# International Securities and Derivatives Group



## Roughnut (8 November 2012)

Hi Guys ,
I am a newby to this forum. Does anybody know anything about this group in Queensland?According to their website they provide a daily F x report and the few results they show are phenominal 
Cheers


----------



## cynic (10 November 2012)

Roughnut said:


> Hi Guys ,
> I am a newby to this forum. Does anybody know anything about this group in Queensland?According to their website they provide a daily F x report and the few results they show are phenominal
> Cheers




Why not save yourself some time and expense by simply cutting out the middleman and going directly to Interactive Brokers?

As you appear to be upramping this company can you please confirm their office location. The website and linked materials seem somewhat confused in this regard -are they in Southport(QLD) or Geelong(VIC) ? 
In case you were previously unaware, I thought I'd better mention that there is a significant geographical difference/distance between the aforementioned locations.

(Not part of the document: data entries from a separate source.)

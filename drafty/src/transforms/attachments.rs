//! Attachment budget.

use crate::common::{Node, Transformer};
use crate::model::{SpanKind, JSON_MIME_TYPE};
use crate::value::Value;
use std::collections::HashSet;

/// Keeps the first `max` media and file entities in document order. Spans
/// sharing an entity count once.
///
/// Inline media over the budget lose their entity and become plain text;
/// document attachments over the budget are removed. JSON attachments (form
/// responses) are always removed and do not count.
pub(crate) struct MediaBudget {
    max: usize,
    admitted: HashSet<usize>,
}

impl MediaBudget {
    pub(crate) fn new(max: usize) -> Self {
        MediaBudget {
            max,
            admitted: HashSet::new(),
        }
    }
}

fn is_json_attachment(node: &Node) -> bool {
    node.is(&SpanKind::Attachment)
        && node.data.get("mime").and_then(Value::as_str) == Some(JSON_MIME_TYPE)
}

impl Transformer for MediaBudget {
    fn transform(&mut self, mut node: Node, _parent: Option<&SpanKind>) -> Option<Node> {
        if is_json_attachment(&node) {
            return None;
        }
        let Some(key) = node.entity_ref else {
            return Some(node);
        };
        if !node.kind.as_ref().is_some_and(SpanKind::is_media) {
            return Some(node);
        }
        if self.admitted.contains(&key) {
            return Some(node);
        }
        if self.admitted.len() < self.max {
            self.admitted.insert(key);
            return Some(node);
        }
        if node.attachment {
            return None;
        }
        node.kind = None;
        node.entity_ref = None;
        node.data.clear();
        Some(node)
    }
}
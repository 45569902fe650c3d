//! Truncation with an ellipsis.

use crate::common::{to_document, to_tree, top_down, Node};
use crate::grapheme;
use crate::model::Document;
use crate::transforms::light::LightCopy;
use tracing::trace;

/// Appended when text is cut. Counts toward the requested length.
pub const ELLIPSIS: &str = "\u{2026}";

/// Cuts the tree after a number of clusters, in document order.
struct Shortener {
    /// Clusters left before the ellipsis; `None` once the text was cut.
    budget: Option<usize>,
}

impl Shortener {
    fn clip(&mut self, mut node: Node) -> Option<Node> {
        if node.attachment {
            return Some(node);
        }
        let budget = self.budget?;

        let Some(text) = &node.text else {
            if budget == 0 && !node.is_unstyled() && !node.children.is_empty() {
                // Cut right at the start of a styled run: its span would cover
                // the ellipsis alone.
                self.budget = None;
                node.make_plain(ELLIPSIS);
                return Some(node);
            }
            let children = std::mem::take(&mut node.children);
            node.children = children
                .into_iter()
                .filter_map(|child| self.clip(child))
                .collect();
            return Some(node);
        };

        let len = grapheme::length(text);
        if len <= budget {
            self.budget = Some(budget - len);
            return Some(node);
        }

        self.budget = None;
        if budget == 0 {
            // Nothing of this node survives but the ellipsis, which is never styled.
            node.make_plain(ELLIPSIS);
        } else {
            node.text = Some(format!("{}{ELLIPSIS}", grapheme::prefix(text, budget)));
        }
        Some(node)
    }
}

/// Cut `tree` so its text is at most `len` clusters, ellipsis included.
/// Attachments are kept. A tree that already fits is returned unchanged.
pub(crate) fn shorten_tree(tree: Node, len: usize) -> Node {
    if tree.text_len() <= len {
        return tree;
    }
    let mut shortener = Shortener {
        budget: Some(len.saturating_sub(1)),
    };
    shortener.clip(tree).unwrap_or_default()
}

/// Truncate `doc` to at most `preview_len` clusters, the trailing `…` included.
///
/// Spans past the cut are dropped and spans across it are clipped; document
/// attachments always survive. Entities no longer referenced are dropped and
/// the rest renumbered from 0. With `strip_heavy_entities`, entity data is
/// reduced to small metadata fields (see [`crate::transforms::light_data`]).
///
/// A document that already fits is returned as is, apart from the stripping.
pub fn shorten(doc: &Document, preview_len: usize, strip_heavy_entities: bool) -> Document {
    trace!(preview_len, strip_heavy_entities, "shorten");
    if preview_len >= doc.len() {
        if !strip_heavy_entities {
            return doc.clone();
        }
        let (text, spans, mut entities) = doc.clone().into_parts();
        for entity in &mut entities {
            entity.data = crate::transforms::light_data(&entity.data);
        }
        return Document::from_parts(text, spans, entities);
    }

    let mut tree = shorten_tree(to_tree(doc), preview_len);
    if strip_heavy_entities {
        tree = top_down(tree, &mut LightCopy).unwrap_or_default();
    }
    to_document(&tree)
}
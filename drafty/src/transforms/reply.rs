//! Reply snippets.

use crate::common::{to_document, to_tree, top_down, Node, Transformer};
use crate::model::{Document, SpanKind, FORWARD_MARKER};
use crate::transforms::attachments::MediaBudget;
use crate::transforms::light::LightCopy;
use crate::transforms::shorten::shorten_tree;
use tracing::trace;

/// Drops quotes, flattens line breaks, and reduces the forward header to a
/// bare marker.
struct Reply;

impl Transformer for Reply {
    fn transform(&mut self, mut node: Node, parent: Option<&SpanKind>) -> Option<Node> {
        match &node.kind {
            Some(SpanKind::Quote) => return None,
            Some(SpanKind::LineBreak) => node.make_plain(" "),
            Some(SpanKind::Mention) if parent.is_none() && node.is_forward_mention() => {
                node.text = Some(FORWARD_MARKER.to_string());
                node.children.clear();
                node.data.clear();
                node.entity_ref = None;
            }
            _ => {}
        }
        Some(node)
    }
}

/// The part of `doc` quoted by a reply, at most `length` clusters long.
///
/// Quoted content is removed, line breaks become spaces and a leading
/// "forwarded from" mention becomes a `➦` marker without a target. Media and
/// file entities past the first `max_attachments` are dropped; the rest keep
/// only light metadata.
pub fn reply_content(doc: &Document, length: usize, max_attachments: usize) -> Document {
    trace!(length, max_attachments, "reply_content");
    let tree = to_tree(doc);
    let tree = top_down(tree, &mut Reply).unwrap_or_default();
    let tree = top_down(tree, &mut MediaBudget::new(max_attachments)).unwrap_or_default();
    let tree = shorten_tree(tree, length);
    let tree = top_down(tree, &mut LightCopy).unwrap_or_default();
    to_document(&tree)
}
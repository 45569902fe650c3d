//! Document model
//!
//!     A document is plain text plus two flat arrays: spans, which style a
//!     range of the text or anchor an entity, and entities, which carry the
//!     out-of-line data (link targets, user ids, media metadata).
//!
//!     All positions count extended grapheme clusters, see [`crate::grapheme`].
//!     Documents are values: builders consume and return them, transforms
//!     return new ones.

mod builder;
pub mod document;
pub mod kind;
pub mod wire;

pub use builder::{AudioSpec, ButtonAction, ButtonSpec, FileSpec, ImageSpec, VideoSpec};
pub use document::{Document, Entity, Span, FORWARD_MARKER, JSON_MIME_TYPE, MIME_TYPE};
pub use kind::SpanKind;
/// Handle the convert command
fn handle_convert_command(
    input: &str,
    from: &str,
    to: &str,
    output: Option<&str>,
    extra_params: &HashMap<String, String>,
    config: &DraftyConfig,
) {
    let registry = FormatRegistry::default();

    // Validate formats exist
    if let Err(e) = registry.get(from) {
        eprintln!("Error: {e}");
        std::process::exit(1);
    }
    if let Err(e) = registry.get(to) {
        eprintln!("Error: {e}");
        std::process::exit(1);
    }

    let doc = load_document(&registry, input, from);

    let mut format_options = if to == "markdown" {
        config.markdown.format_options()
    } else {
        HashMap::new()
    };
    for (key, value) in extra_params {
        format_options.insert(key.clone(), value.clone());
    }

    let result = registry
        .serialize_with_options(&doc, to, &format_options)
        .unwrap_or_else(|e| {
            eprintln!("Serialization error: {e}");
            std::process::exit(1);
        });

    write_output(output, &result);
}

/// Handle shorten, preview, reply and forward
fn handle_transform_command(
    input: &str,
    from: &str,
    transform: &str,
    params: &TransformParams,
    extra_params: &HashMap<String, String>,
    config: &DraftyConfig,
) {
    let registry = FormatRegistry::default();
    if let Err(e) = registry.get(from) {
        eprintln!("Error: {e}");
        std::process::exit(1);
    }

    let doc = load_document(&registry, input, from);
    let result = transforms::execute_transform(&doc, transform, params, config)
        .and_then(|out| transforms::render_wire(&out, extra_params))
        .unwrap_or_else(|e| {
            eprintln!("Execution error: {e}");
            std::process::exit(1);
        });

    println!("{result}");
}

/// Handle the list-formats command
fn handle_list_formats_command() {
    let registry = FormatRegistry::default();
    println!("Conversion formats:");
    for format_name in registry.list_formats() {
        let mut modes = Vec::new();
        if let Ok(format) = registry.get(&format_name) {
            if format.supports_parsing() {
                modes.push("parse");
            }
            if format.supports_serialization() {
                modes.push("serialize");
            }
        }
        println!("  {format_name:<10} {}", modes.join(", "));
    }

    println!("\nTransforms:");
    for transform_name in transforms::AVAILABLE_TRANSFORMS {
        println!("  {transform_name}");
    }
}
//! Span tree nodes and top-down transformation.

use crate::grapheme;
use crate::model::SpanKind;
use crate::value::EntityData;

/// A node of the span tree.
///
/// A node with no `kind` is unstyled: a plain run of text, or the root
/// container. A node holds either `text` or `children`; when both are set the
/// text wins. `entity_ref` is the index of the entity in the source document,
/// and `data` a copy of that entity's data that transforms may rewrite.
#[derive(Debug, Clone, Default, PartialEq)]
pub struct Node {
    pub kind: Option<SpanKind>,
    pub text: Option<String>,
    pub data: EntityData,
    pub entity_ref: Option<usize>,
    pub children: Vec<Node>,
    /// Document-scoped attachment (sentinel span). Always a direct child of
    /// the root, after all other children.
    pub attachment: bool,
}

impl Node {
    /// An unstyled run of text.
    pub fn text(text: impl Into<String>) -> Self {
        Node {
            text: Some(text.into()),
            ..Default::default()
        }
    }

    pub fn is_unstyled(&self) -> bool {
        self.kind.is_none()
    }

    pub fn is(&self, kind: &SpanKind) -> bool {
        self.kind.as_ref() == Some(kind)
    }

    /// Length of the rendered text under this node, in clusters.
    pub fn text_len(&self) -> usize {
        match &self.text {
            Some(text) => grapheme::length(text),
            None => self.children.iter().map(Node::text_len).sum(),
        }
    }

    /// The "forwarded from" mention that starts a forwarded message.
    pub fn is_forward_mention(&self) -> bool {
        self.is(&SpanKind::Mention)
            && self
                .text
                .as_deref()
                .is_some_and(|t| t.starts_with(crate::model::FORWARD_MARKER))
    }

    /// Turn this node into a plain run of `text`, dropping style and entity.
    pub fn make_plain(&mut self, text: impl Into<String>) {
        *self = Node::text(text);
    }

    /// Remove line breaks and whitespace at the start of the rendered text.
    pub fn trim_start(&mut self) {
        if let Some(text) = &mut self.text {
            let trimmed = text.trim_start();
            if trimmed.len() != text.len() {
                *text = trimmed.to_string();
            }
            return;
        }
        while let Some(first) = self.children.first_mut() {
            if first.is(&SpanKind::LineBreak) {
                self.children.remove(0);
                continue;
            }
            if !first.is_unstyled() {
                break;
            }
            first.trim_start();
            if first.text_len() > 0 || !first.children.is_empty() {
                break;
            }
            self.children.remove(0);
        }
    }
}

/// A top-down tree rewrite.
///
/// `transform` sees each node before its children. Returning `None` removes
/// the node with its subtree. `parent` is the kind of the nearest parent, or
/// `None` when the parent is unstyled or the node is the root.
pub trait Transformer {
    fn transform(&mut self, node: Node, parent: Option<&SpanKind>) -> Option<Node>;
}

impl<F> Transformer for F
where
    F: FnMut(Node, Option<&SpanKind>) -> Option<Node>,
{
    fn transform(&mut self, node: Node, parent: Option<&SpanKind>) -> Option<Node> {
        self(node, parent)
    }
}

/// Apply `transformer` to the tree rooted at `node`, parents before children.
pub fn top_down<T: Transformer + ?Sized>(node: Node, transformer: &mut T) -> Option<Node> {
    walk(node, transformer, None)
}

fn walk<T: Transformer + ?Sized>(
    node: Node,
    transformer: &mut T,
    parent: Option<&SpanKind>,
) -> Option<Node> {
    let mut node = transformer.transform(node, parent)?;
    if node.children.is_empty() {
        return Some(node);
    }
    let children = std::mem::take(&mut node.children);
    let kind = node.kind.clone();
    node.children = children
        .into_iter()
        .filter_map(|child| walk(child, transformer, kind.as_ref()))
        .collect();
    Some(node)
}
//! Markdown output tests
//!
//! Markdown is produced by a formatter over the span tree, so these also cover
//! how the formatter walks nested and malformed documents.

use drafty::format::Format;
use drafty::formats::markdown::MarkdownFormat;
use drafty::{parse, to_markdown, Document, Entity, FormatRegistry, Span, SpanKind};
use insta::assert_snapshot;
use std::collections::HashMap;

#[test]
fn test_markup_survives_round_trip() {
    let source = "*Hello* _there_,\n~old~ `new` plan";
    assert_eq!(to_markdown(&parse(source), false), source);
}

#[test]
fn test_links_mentions_hashtags() {
    let doc = parse("ping @alice about #release at https://tinode.co/r and tinode.co");
    assert_snapshot!(
        to_markdown(&doc, false),
        @"ping @alice about #release at [https://tinode.co/r](https://tinode.co/r) and _[tinode.co](http://tinode.co)_"
    );
    assert_snapshot!(
        to_markdown(&doc, true),
        @"ping @alice about #release at https://tinode.co/r and tinode.co"
    );
}

#[test]
fn test_mention_without_marker_gets_one() {
    let doc = Document::from_parts(
        "Alice and news",
        vec![Span::anchor(0, 5, 0), Span::anchor(10, 4, 1)],
        vec![Entity::mention("usrAlice"), Entity::hashtag("news")],
    );
    assert_eq!(to_markdown(&doc, false), "@Alice and #news");
}

#[test]
fn test_quote_renders_content() {
    let doc = Document::quote("Alice", "usrAlice", parse("*old*"))
        .append(Document::from_plain_text("reply"));
    assert_snapshot!(to_markdown(&doc, false), @r"
    @Alice
    *old*reply
    ");
}

#[test]
fn test_malformed_spans_are_skipped() {
    let doc = Document::from_parts(
        "abcdef",
        vec![
            Span::styled(SpanKind::Strong, 0, 4),
            Span::styled(SpanKind::Emphasized, 2, 4),
            Span::styled(SpanKind::Code, 4, 9),
        ],
        vec![],
    );
    assert_eq!(to_markdown(&doc, false), "*abcd*ef");
}

#[test]
fn test_format_options() {
    let doc = parse("see tinode.co");
    let mut options = HashMap::new();
    options.insert("plain-links".to_string(), "true".to_string());
    assert_eq!(
        MarkdownFormat.serialize_with_options(&doc, &options).unwrap(),
        "see tinode.co"
    );

    options.insert("theme".to_string(), "dark".to_string());
    assert!(MarkdownFormat
        .serialize_with_options(&doc, &options)
        .is_err());
}

#[test]
fn test_registry_converts_markup_to_markdown() {
    let registry = FormatRegistry::default();
    let doc = registry.parse("*hi*\nthere", "markup").unwrap();
    assert_eq!(registry.serialize(&doc, "markdown").unwrap(), "*hi*\nthere");
    assert_eq!(registry.serialize(&doc, "plain").unwrap(), "hi\nthere");
}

Also, there appear to be a number of deficiencies within this website, (e.g. missing links). Did you do this yourself? I cannot help but wonder whether the website code was simply copied from another company and a few details (i.e. company name, linked documents etc.) hastily altered to reflect your own. Perhaps a little more thoroughness before your next attempt at upramping might be in order.


----------



## Roughnut (14 November 2012)

cynic said:


> Why not save yourself some time and expense by simply cutting out the middleman and going directly to Interactive Brokers?
> 
> 
> As you appear to be upramping this company can you please confirm their office location. The website and linked materials seem somewhat confused in this regard -are they in Southport(QLD) or Geelong(VIC) ?
> ...




It was not my intention to upramp/promote the company and the only info I had was obtained from a Google search. I thought that the result looked too good to be true which was why I posted the question , little thinking that the response would be from a smart$%#^


----------